"Oh, jadi lo datang sama Erlan?" Decakan Dirga membuat Alana merinding seketika, sementara Erlan yang mendengarnya merasa heran, bukannya Alana mengatakan keduanya sudah putus? Tapi, mengapa sekarang yang dilihatnya malah Dirga seperti sedang mengintrogasi Alana layaknya seorang pacar.

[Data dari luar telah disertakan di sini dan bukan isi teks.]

use std::{net::SocketAddr, path::Path};

use axum::{routing, Router};
use folio_config::DEFAULT_CONFIG_PATH;
use folio_demo::{CONTACT_MESSAGE, SENDER_NAME};
use folio_extern_contracts::contact::{
    ContactRelayApiService, ContactRelayResponse, ContactSubmission,
};
use folio_extern_impl::{
    contact::{ContactRelayApiServiceConfig, ContactRelayApiServiceImpl},
    http::HttpClient,
};
use folio_testing::{function, web3forms};
use pretty_assertions::assert_eq;

#[tokio::test]
async fn web3forms_accepted() {
    let access_key = access_key();
    let (router, inbox) = web3forms::router(access_key.clone());
    let addr = folio_testing::spawn(router).await.unwrap();
    let sut = web3forms_sut(addr, access_key.clone());

    let result = sut.submit(&submission()).await.unwrap();

    assert_eq!(
        result,
        ContactRelayResponse::Accepted {
            message: Some("Email sent successfully!".into())
        }
    );
    let items = inbox.items().await;
    assert_eq!(items.len(), 1);
    let fields = items[0]
        .iter()
        .map(|(k, v)| (k.as_str(), v.as_str()))
        .collect::<Vec<_>>();
    assert_eq!(
        fields,
        [
            ("access_key", access_key.as_str()),
            ("email", "max.mustermann@example.de"),
            ("from_name", SENDER_NAME),
            ("message", "Hi! I would like to talk about a project."),
            ("name", "Max Mustermann"),
            ("replyto", "max.mustermann@example.de"),
            ("subject", "Project inquiry"),
        ]
    );
}

#[tokio::test]
async fn web3forms_rejected() {
    let (router, inbox) = web3forms::router(access_key());
    let addr = folio_testing::spawn(router).await.unwrap();
    let sut = web3forms_sut(addr, "wrong-access-key".into());

    let result = sut.submit(&submission()).await.unwrap();

    assert_eq!(
        result,
        ContactRelayResponse::Rejected {
            message: Some("Invalid access key".into())
        }
    );
    assert!(inbox.items().await.is_empty());
}

#[tokio::test]
async fn function_accepted() {
    let (router, inbox) = function::router(Some("secret".into()));
    let addr = folio_testing::spawn(router).await.unwrap();
    let sut = function_sut(addr, Some("secret".into()));

    let result = sut.submit(&submission()).await.unwrap();

    assert_eq!(
        result,
        ContactRelayResponse::Accepted {
            message: Some("Contact message received".into())
        }
    );
    let items = inbox.items().await;
    assert_eq!(items.len(), 1);
    assert_eq!(
        items[0],
        function::FunctionSubmission {
            body: serde_json::json!({
                "name": "Max Mustermann",
                "email": "max.mustermann@example.de",
                "subject": "Project inquiry",
                "message": "Hi! I would like to talk about a project.",
                "from_name": SENDER_NAME,
                "replyto": "max.mustermann@example.de",
            }),
            authorization: Some("Bearer secret".into()),
            apikey: Some("secret".into()),
        }
    );
}

#[tokio::test]
async fn function_without_api_key() {
    let (router, inbox) = function::router(None);
    let addr = folio_testing::spawn(router).await.unwrap();
    let sut = function_sut(addr, None);

    let result = sut.submit(&submission()).await.unwrap();

    assert!(result.is_accepted());
    let items = inbox.items().await;
    assert_eq!(items[0].authorization, None);
    assert_eq!(items[0].apikey, None);
}

#[tokio::test]
async fn error_status_is_an_error() {
    let (router, inbox) = function::router(Some("secret".into()));
    let addr = folio_testing::spawn(router).await.unwrap();
    let sut = function_sut(addr, Some("wrong".into()));

    let result = sut.submit(&submission()).await;

    assert!(result.is_err());
    assert!(inbox.items().await.is_empty());
}

#[tokio::test]
async fn invalid_response_is_an_error() {
    let router = Router::new().route(function::FUNCTION_ROUTE, routing::post(|| async { "OK" }));
    let addr = folio_testing::spawn(router).await.unwrap();
    let sut = function_sut(addr, None);

    let result = sut.submit(&submission()).await;

    assert!(result.is_err());
}

fn submission() -> ContactSubmission {
    ContactSubmission::new(CONTACT_MESSAGE.clone(), SENDER_NAME.into())
}

fn access_key() -> String {
    let config = folio_config::load(&[Path::new(DEFAULT_CONFIG_PATH)]).unwrap();
    config.contact.web3forms.unwrap().access_key
}

fn web3forms_sut(addr: SocketAddr, access_key: String) -> ContactRelayApiServiceImpl {
    let config = ContactRelayApiServiceConfig::Web3Forms {
        endpoint: format!("http://{addr}{}", web3forms::SUBMIT_ROUTE)
            .parse()
            .unwrap(),
        access_key,
    };
    ContactRelayApiServiceImpl::new(config, HttpClient::new().unwrap())
}

fn function_sut(addr: SocketAddr, api_key: Option<String>) -> ContactRelayApiServiceImpl {
    let config = ContactRelayApiServiceConfig::Function {
        endpoint: format!("http://{addr}{}", function::FUNCTION_ROUTE)
            .parse()
            .unwrap(),
        api_key,
    };
    ContactRelayApiServiceImpl::new(config, HttpClient::new().unwrap())
}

"Alana mau ngeliat keadaan Arka, sek---"
"Jadi lo mau ngeliat Arka iya?!" Dirga mencekram pergelangan tangan Alana, yang tentu saja membuat Alana meringis kesakitan.
"Dir...ga gu...e ga---"
"Dirga lo apa-apaan?!" Dengan sekali hentakan, Erlan melepaskan cengkraman Dirga pada pergelangan tangan Alana, bukannya merasa lega Alana malah merasa sebaliknya.
Jika saja Dirga sendiri yang melepas cengkramannya, pasti Alana akan merasa lega karenanya. Namun sekarang? Erlan menghentakkan tangan Dirga, dan jika disuruh memilih maka Alana lebih memilih dicengkram oleh Dirga, karena ia takut jika Dirga tidak bisa mengontrol emosinya dan bisa saja apa yang terjadi pada Arka terulang pada Erlan.

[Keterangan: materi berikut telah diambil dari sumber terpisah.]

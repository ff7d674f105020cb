use std::{fmt, str::FromStr};

use serde::{Deserialize, Serialize};
use thiserror::Error;

/// The languages the site is available in.
#[derive(
    Debug, Clone, Copy, Default, PartialEq, Eq, PartialOrd, Ord, Hash, Serialize, Deserialize,
)]
#[serde(rename_all = "lowercase")]
pub enum Language {
    #[default]
    En,
    Ru,
}

impl Language {
    pub const ALL: [Self; 2] = [Self::En, Self::Ru];

    pub const fn code(self) -> &'static str {
        match self {
            Self::En => "en",
            Self::Ru => "ru",
        }
    }

    /// Returns the language the language toggle switches to.
    pub const fn toggled(self) -> Self {
        match self {
            Self::En => Self::Ru,
            Self::Ru => Self::En,
        }
    }
}

impl fmt::Display for Language {
    fn fmt(&self, f: &mut fmt::Formatter<'_>) -> fmt::Result {
        f.write_str(self.code())
    }
}

#[derive(Debug, Error)]
#[error("Unknown language {0:?}, expected one of \"en\" or \"ru\".")]
pub struct UnknownLanguageError(String);

impl FromStr for Language {
    type Err = UnknownLanguageError;

    fn from_str(s: &str) -> Result<Self, Self::Err> {
        Self::ALL
            .into_iter()
            .find(|language| language.code().eq_ignore_ascii_case(s))
            .ok_or_else(|| UnknownLanguageError(s.into()))
    }
}

/// A value that exists once per [`Language`].
#[derive(Debug, Clone, Copy, PartialEq, Eq, Hash, Serialize, Deserialize)]
pub struct Localized<T> {
    pub en: T,
    pub ru: T,
}

impl<T> Localized<T> {
    pub const fn new(en: T, ru: T) -> Self {
        Self { en, ru }
    }

    pub const fn get(&self, language: Language) -> &T {
        match language {
            Language::En => &self.en,
            Language::Ru => &self.ru,
        }
    }
}
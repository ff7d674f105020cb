//! Files from the `assets` directory, embedded at compile time.
//!
//! Every file becomes a constant named after the file in screaming snake
//! case (`content.toml` becomes `CONTENT_TOML`), every directory a module.
//! Text files are `&str`, anything else is `&[u8]`.

include!(env!("ASSETS"));
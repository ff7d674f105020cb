use std::sync::Arc;

use axum::{
    body::Bytes,
    extract::State,
    http::{Method, StatusCode},
    response::{IntoResponse, Response},
    routing, Json, Router,
};
use folio_core_relay_contracts::{RelayContactMessage, RelayFeatureService, RelayReceiveError};
use tracing::warn;

use crate::{
    middlewares,
    models::relay::{ApiRelayError, ApiRelaySuccess},
};

pub fn router(path: &str, service: Arc<impl RelayFeatureService>) -> Router<()> {
    let router = Router::new()
        .route(
            path,
            routing::options(preflight)
                .post(receive)
                .fallback(unsupported_method),
        )
        .with_state(service);
    middlewares::cors::add(router)
}

async fn preflight() -> StatusCode {
    StatusCode::OK
}

async fn receive(service: State<Arc<impl RelayFeatureService>>, body: Bytes) -> Response {
    let message = match serde_json::from_slice::<RelayContactMessage>(&body) {
        Ok(message) => message,
        Err(err) => {
            warn!("invalid relay request: {err}");
            return relay_error(err.to_string());
        }
    };

    match service.receive(message).await {
        Ok(()) => Json(ApiRelaySuccess::default()).into_response(),
        Err(RelayReceiveError::Other(err)) => {
            tracing::error!("failed to handle relay request: {err:#}");
            relay_error(err.to_string())
        }
    }
}

/// Requests without a json body fail like an unparsable body.
async fn unsupported_method(method: Method) -> Response {
    warn!("unsupported relay request method {method}");
    relay_error(format!("Unsupported method {method}, expected a json body"))
}

fn relay_error(error: String) -> Response {
    (
        StatusCode::INTERNAL_SERVER_ERROR,
        Json(ApiRelayError { error }),
    )
        .into_response()
}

"Lo gak usah ikut campur Erlan!" Desis Dirga memberikan tatapan mematikannya pada Erlan, yang ditatap demikianpun memberikan tatapan tajamnya pada Dirga.
"Gue gak bisa buat gak ikut campur kalau lo kasar sama cewek Dirga! Lo dulu gak gini Ga, lo dulu pantang yang namanya kasar sama cewek, tapi sekarang,"
"Gue bukan DIRGA YANG DULU!"
"Oke, gue tau lo udah berubah tapi seenggaknya lo mikir, Alana itu siapanya lo sampe lo ngasarin dia gara-gara cuma mau liat keadaan Arka!"
"Seharusnya gue yang nanya lo yang siapanya Alana, sampai segitunya lo marah sama gue karena ngasarin Alana?!" Bukanya menjawab pertanyaan Erlan, Dirga malah balik bertanya membuat Erlan jengkel dibuatnya.
Dengan kesal Erlan menarik Alana agar berada dibelakangnya, "gue pacarnya!"
Bugh
Dirga langsung melayangkan tinjuannya pada Erlan, membuat cowok itu jatuh tersungkur, namun dengan cepat Erlan bangun dan membalas pukulan Dirga padanya.
Bugh
Bugh
Entah sudah berapa kali Alana meneriakki kedua lelaki yang tengah dalam pertarungan sengit itu.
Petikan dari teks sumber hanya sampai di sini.